**WHAT TO DO:** The data below must be returned in full and exactly.

**RECORDS PROVIDED:**

== Segment start ==

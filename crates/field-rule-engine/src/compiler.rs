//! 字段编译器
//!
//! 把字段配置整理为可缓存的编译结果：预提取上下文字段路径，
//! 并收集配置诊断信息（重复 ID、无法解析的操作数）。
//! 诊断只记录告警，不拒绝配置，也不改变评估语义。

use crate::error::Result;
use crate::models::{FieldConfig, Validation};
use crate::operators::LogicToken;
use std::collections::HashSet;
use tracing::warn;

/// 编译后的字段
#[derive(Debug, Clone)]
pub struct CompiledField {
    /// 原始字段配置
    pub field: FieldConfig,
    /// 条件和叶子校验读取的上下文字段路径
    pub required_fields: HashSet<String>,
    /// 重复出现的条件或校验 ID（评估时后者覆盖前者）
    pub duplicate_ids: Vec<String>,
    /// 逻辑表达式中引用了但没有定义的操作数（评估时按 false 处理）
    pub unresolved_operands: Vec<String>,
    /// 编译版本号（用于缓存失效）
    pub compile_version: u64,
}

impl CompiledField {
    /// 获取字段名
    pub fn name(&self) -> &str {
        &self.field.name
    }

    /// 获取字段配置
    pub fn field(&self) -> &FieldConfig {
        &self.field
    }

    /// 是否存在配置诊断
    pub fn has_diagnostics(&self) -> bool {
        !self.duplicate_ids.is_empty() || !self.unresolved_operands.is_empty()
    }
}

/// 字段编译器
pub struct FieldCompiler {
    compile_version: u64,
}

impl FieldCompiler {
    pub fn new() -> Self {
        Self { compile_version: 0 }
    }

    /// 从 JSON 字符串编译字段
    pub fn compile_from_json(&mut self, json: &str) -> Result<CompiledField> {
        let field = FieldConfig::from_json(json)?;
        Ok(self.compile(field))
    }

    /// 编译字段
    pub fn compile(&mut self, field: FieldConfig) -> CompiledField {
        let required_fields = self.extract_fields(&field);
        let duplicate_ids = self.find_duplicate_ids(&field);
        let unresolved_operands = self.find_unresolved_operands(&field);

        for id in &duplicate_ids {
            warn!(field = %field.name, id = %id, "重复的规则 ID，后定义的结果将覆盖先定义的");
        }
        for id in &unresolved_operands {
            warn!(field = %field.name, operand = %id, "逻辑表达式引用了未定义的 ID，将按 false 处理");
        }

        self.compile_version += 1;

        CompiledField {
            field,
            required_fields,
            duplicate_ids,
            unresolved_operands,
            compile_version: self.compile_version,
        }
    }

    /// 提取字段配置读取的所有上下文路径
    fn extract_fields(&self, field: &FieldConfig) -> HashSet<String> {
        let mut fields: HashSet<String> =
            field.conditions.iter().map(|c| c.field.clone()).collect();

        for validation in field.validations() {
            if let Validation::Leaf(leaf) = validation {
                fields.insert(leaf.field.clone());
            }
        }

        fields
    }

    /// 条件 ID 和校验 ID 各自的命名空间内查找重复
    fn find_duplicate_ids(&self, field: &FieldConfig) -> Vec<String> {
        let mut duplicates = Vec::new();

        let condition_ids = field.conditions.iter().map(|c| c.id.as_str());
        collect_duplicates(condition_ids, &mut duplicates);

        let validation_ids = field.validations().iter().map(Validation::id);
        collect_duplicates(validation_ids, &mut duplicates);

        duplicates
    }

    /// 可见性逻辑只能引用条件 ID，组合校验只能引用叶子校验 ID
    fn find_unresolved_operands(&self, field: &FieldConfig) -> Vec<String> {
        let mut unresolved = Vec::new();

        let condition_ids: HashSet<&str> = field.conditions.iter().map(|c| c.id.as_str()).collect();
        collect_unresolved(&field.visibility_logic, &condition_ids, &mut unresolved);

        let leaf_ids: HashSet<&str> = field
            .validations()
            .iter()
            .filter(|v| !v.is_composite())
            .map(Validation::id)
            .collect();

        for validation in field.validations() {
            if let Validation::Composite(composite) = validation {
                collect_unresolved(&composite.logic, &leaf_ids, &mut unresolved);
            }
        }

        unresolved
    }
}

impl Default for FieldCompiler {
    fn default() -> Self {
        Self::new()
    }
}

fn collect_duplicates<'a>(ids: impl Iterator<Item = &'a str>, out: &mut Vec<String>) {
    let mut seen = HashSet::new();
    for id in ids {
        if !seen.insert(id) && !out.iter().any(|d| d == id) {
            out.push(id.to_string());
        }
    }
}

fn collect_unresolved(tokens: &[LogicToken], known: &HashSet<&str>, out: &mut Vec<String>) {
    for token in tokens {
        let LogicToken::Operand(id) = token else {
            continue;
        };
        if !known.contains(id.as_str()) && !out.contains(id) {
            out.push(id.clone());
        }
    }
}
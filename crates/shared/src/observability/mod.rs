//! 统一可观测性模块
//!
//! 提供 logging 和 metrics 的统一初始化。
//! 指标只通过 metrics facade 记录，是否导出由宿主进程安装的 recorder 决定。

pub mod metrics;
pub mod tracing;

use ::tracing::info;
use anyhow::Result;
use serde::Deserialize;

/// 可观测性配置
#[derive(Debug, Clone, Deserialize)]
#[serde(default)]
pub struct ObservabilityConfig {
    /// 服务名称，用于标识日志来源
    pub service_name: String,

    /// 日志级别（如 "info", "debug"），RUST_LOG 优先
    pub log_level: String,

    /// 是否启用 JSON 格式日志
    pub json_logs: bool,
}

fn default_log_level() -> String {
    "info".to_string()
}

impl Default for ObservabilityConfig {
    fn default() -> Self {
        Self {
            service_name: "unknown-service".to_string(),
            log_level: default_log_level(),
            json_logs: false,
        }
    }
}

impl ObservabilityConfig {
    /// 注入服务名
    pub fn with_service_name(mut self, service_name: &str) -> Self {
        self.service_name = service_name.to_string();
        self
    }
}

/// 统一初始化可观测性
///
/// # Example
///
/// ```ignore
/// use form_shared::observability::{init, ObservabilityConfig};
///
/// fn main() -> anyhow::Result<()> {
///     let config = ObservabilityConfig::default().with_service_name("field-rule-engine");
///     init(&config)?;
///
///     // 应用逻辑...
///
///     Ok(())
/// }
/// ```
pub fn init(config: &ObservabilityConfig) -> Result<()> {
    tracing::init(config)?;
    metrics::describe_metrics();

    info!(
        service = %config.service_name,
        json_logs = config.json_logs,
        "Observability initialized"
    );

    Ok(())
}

== Segment end ==

**RESULT:**
filename crates/field-rule-engine/src/compiler.rs
//! 字段编译器
//!
//! 把字段配置整理为可缓存的编译结果：预提取上下文字段路径，
//! 并收集配置诊断信息（重复 ID、无法解析的操作数）。
//! 诊断只记录告警，不拒绝配置，也不改变评估语义。

use crate::error::Result;
use crate::models::{FieldConfig, Validation};
use crate::operators::LogicToken;
use std::collections::HashSet;
use tracing::warn;

/// 编译后的字段
#[derive(Debug, Clone)]
pub struct CompiledField {
    /// 原始字段配置
    pub field: FieldConfig,
    /// 条件和叶子校验读取的上下文字段路径
    pub required_fields: HashSet<String>,
    /// 重复出现的条件或校验 ID（评估时后者覆盖前者）
    pub duplicate_ids: Vec<String>,
    /// 逻辑表达式中引用了但没有定义的操作数（评估时按 false 处理）
    pub unresolved_operands: Vec<String>,
    /// 编译版本号（用于缓存失效）
    pub compile_version: u64,
}

impl CompiledField {
    /// 获取字段名
    pub fn name(&self) -> &str {
        &self.field.name
    }

    /// 获取字段配置
    pub fn field(&self) -> &FieldConfig {
        &self.field
    }

    /// 是否存在配置诊断
    pub fn has_diagnostics(&self) -> bool {
        !self.duplicate_ids.is_empty() || !self.unresolved_operands.is_empty()
    }
}

/// 字段编译器
pub struct FieldCompiler {
    compile_version: u64,
}

impl FieldCompiler {
    pub fn new() -> Self {
        Self { compile_version: 0 }
    }

    /// 从 JSON 字符串编译字段
    pub fn compile_from_json(&mut self, json: &str) -> Result<CompiledField> {
        let field = FieldConfig::from_json(json)?;
        Ok(self.compile(field))
    }

    /// 编译字段
    pub fn compile(&mut self, field: FieldConfig) -> CompiledField {
        let required_fields = self.extract_fields(&field);
        let duplicate_ids = self.find_duplicate_ids(&field);
        let unresolved_operands = self.find_unresolved_operands(&field);

        for id in &duplicate_ids {
            warn!(field = %field.name, id = %id, "重复的规则 ID，后定义的结果将覆盖先定义的");
        }
        for id in &unresolved_operands {
            warn!(field = %field.name, operand = %id, "逻辑表达式引用了未定义的 ID，将按 false 处理");
        }

        self.compile_version += 1;

        CompiledField {
            field,
            required_fields,
            duplicate_ids,
            unresolved_operands,
            compile_version: self.compile_version,
        }
    }

    /// 提取字段配置读取的所有上下文路径
    fn extract_fields(&self, field: &FieldConfig) -> HashSet<String> {
        let mut fields: HashSet<String> =
            field.conditions.iter().map(|c| c.field.clone()).collect();

        for validation in field.validations() {
            if let Validation::Leaf(leaf) = validation {
                fields.insert(leaf.field.clone());
            }
        }

        fields
    }

    /// 条件 ID 和校验 ID 各自的命名空间内查找重复
    fn find_duplicate_ids(&self, field: &FieldConfig) -> Vec<String> {
        let mut duplicates = Vec::new();

        let condition_ids = field.conditions.iter().map(|c| c.id.as_str());
        collect_duplicates(condition_ids, &mut duplicates);

        let validation_ids = field.validations().iter().map(Validation::id);
        collect_duplicates(validation_ids, &mut duplicates);

        duplicates
    }

    /// 可见性逻辑只能引用条件 ID，组合校验只能引用叶子校验 ID
    fn find_unresolved_operands(&self, field: &FieldConfig) -> Vec<String> {
        let mut unresolved = Vec::new();

        let condition_ids: HashSet<&str> = field.conditions.iter().map(|c| c.id.as_str()).collect();
        collect_unresolved(&field.visibility_logic, &condition_ids, &mut unresolved);

        let leaf_ids: HashSet<&str> = field
            .validations()
            .iter()
            .filter(|v| !v.is_composite())
            .map(Validation::id)
            .collect();

        for validation in field.validations() {
            if let Validation::Composite(composite) = validation {
                collect_unresolved(&composite.logic, &leaf_ids, &mut unresolved);
            }
        }

        unresolved
    }
}

impl Default for FieldCompiler {
    fn default() -> Self {
        Self::new()
    }
}

fn collect_duplicates<'a>(ids: impl Iterator<Item = &'a str>, out: &mut Vec<String>) {
    let mut seen = HashSet::new();
    for id in ids {
        if !seen.insert(id) && !out.iter().any(|d| d == id) {
            out.push(id.to_string());
        }
    }
}

fn collect_unresolved(tokens: &[LogicToken], known: &HashSet<&str>, out: &mut Vec<String>) {
    for token in tokens {
        let LogicToken::Operand(id) = token else {
            continue;
        };
        if !known.contains(id.as_str()) && !out.contains(id) {
            out.push(id.clone());
        }
    }
}
filename crates/shared/src/observability/mod.rs
//! 统一可观测性模块
//!
//! 提供 logging 和 metrics 的统一初始化。
//! 指标只通过 metrics facade 记录，是否导出由宿主进程安装的 recorder 决定。

pub mod metrics;
pub mod tracing;

use ::tracing::info;
use anyhow::Result;
use serde::Deserialize;

/// 可观测性配置
#[derive(Debug, Clone, Deserialize)]
#[serde(default)]
pub struct ObservabilityConfig {
    /// 服务名称，用于标识日志来源
    pub service_name: String,

    /// 日志级别（如 "info", "debug"），RUST_LOG 优先
    pub log_level: String,

    /// 是否启用 JSON 格式日志
    pub json_logs: bool,
}

fn default_log_level() -> String {
    "info".to_string()
}

impl Default for ObservabilityConfig {
    fn default() -> Self {
        Self {
            service_name: "unknown-service".to_string(),
            log_level: default_log_level(),
            json_logs: false,
        }
    }
}

impl ObservabilityConfig {
    /// 注入服务名
    pub fn with_service_name(mut self, service_name: &str) -> Self {
        self.service_name = service_name.to_string();
        self
    }
}

/// 统一初始化可观测性
///
/// # Example
///
/// ```ignore
/// use form_shared::observability::{init, ObservabilityConfig};
///
/// fn main() -> anyhow::Result<()> {
///     let config = ObservabilityConfig::default().with_service_name("field-rule-engine");
///     init(&config)?;
///
///     // 应用逻辑...
///
///     Ok(())
/// }
/// ```
pub fn init(config: &ObservabilityConfig) -> Result<()> {
    tracing::init(config)?;
    metrics::describe_metrics();

    info!(
        service = %config.service_name,
        json_logs = config.json_logs,
        "Observability initialized"
    );

    Ok(())
}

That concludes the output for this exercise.